DATASET EXTRACT:
════════

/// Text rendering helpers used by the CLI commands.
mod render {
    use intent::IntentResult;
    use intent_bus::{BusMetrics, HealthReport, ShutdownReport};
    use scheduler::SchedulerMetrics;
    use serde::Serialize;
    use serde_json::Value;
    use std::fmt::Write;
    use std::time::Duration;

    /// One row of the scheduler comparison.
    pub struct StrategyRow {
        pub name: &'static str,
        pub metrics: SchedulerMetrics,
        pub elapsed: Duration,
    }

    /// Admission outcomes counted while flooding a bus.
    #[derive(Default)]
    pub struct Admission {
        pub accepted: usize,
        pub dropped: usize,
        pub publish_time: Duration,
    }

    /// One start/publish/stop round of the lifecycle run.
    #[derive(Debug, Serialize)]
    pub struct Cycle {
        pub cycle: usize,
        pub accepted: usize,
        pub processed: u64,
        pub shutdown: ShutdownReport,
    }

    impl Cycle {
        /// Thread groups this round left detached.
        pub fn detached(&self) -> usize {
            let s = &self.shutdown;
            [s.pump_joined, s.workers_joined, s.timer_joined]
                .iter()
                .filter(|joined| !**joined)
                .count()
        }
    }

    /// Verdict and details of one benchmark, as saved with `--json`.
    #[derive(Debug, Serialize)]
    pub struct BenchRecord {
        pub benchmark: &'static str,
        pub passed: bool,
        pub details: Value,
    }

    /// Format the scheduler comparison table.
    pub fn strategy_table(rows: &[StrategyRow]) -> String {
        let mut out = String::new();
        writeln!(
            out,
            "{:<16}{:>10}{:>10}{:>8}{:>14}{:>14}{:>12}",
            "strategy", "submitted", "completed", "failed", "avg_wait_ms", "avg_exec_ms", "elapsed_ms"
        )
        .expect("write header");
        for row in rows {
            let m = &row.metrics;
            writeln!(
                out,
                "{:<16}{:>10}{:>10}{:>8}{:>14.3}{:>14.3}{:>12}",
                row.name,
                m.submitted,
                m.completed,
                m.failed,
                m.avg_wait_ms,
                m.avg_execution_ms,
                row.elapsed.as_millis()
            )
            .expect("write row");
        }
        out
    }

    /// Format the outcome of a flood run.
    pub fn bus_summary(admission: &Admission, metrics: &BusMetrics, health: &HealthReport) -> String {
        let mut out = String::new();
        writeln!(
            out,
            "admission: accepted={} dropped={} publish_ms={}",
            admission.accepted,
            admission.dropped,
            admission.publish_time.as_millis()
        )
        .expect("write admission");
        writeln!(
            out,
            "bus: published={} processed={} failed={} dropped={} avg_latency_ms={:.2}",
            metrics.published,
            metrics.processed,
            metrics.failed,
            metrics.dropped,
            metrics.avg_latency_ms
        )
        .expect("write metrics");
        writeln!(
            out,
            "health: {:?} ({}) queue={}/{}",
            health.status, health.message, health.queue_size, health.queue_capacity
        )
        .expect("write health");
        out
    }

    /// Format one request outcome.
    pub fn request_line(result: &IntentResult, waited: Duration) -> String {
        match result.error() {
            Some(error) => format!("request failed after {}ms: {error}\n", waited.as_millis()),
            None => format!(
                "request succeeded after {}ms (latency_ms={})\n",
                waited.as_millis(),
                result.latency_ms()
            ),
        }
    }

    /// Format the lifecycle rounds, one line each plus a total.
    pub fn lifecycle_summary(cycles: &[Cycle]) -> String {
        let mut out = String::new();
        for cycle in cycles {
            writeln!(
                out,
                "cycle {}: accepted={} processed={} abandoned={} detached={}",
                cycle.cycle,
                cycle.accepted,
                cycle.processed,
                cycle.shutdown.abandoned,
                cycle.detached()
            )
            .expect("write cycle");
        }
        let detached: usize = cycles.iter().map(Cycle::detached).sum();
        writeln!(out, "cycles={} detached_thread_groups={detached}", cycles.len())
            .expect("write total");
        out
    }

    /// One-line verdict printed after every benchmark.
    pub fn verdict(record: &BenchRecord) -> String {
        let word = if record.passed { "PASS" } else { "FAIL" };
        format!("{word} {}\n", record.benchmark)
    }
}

════════

ACTION ITEM:
Transcribe the records above from the line holding "pub struct Cycle" down to the line holding "pub fn detached(&self)", inclusive, without adding anything.

ANSWER AREA:
    pub struct Cycle {
        pub cycle: usize,
        pub accepted: usize,
        pub processed: u64,
        pub shutdown: ShutdownReport,
    }

    impl Cycle {
        /// Thread groups this round left detached.
        pub fn detached(&self) -> usize {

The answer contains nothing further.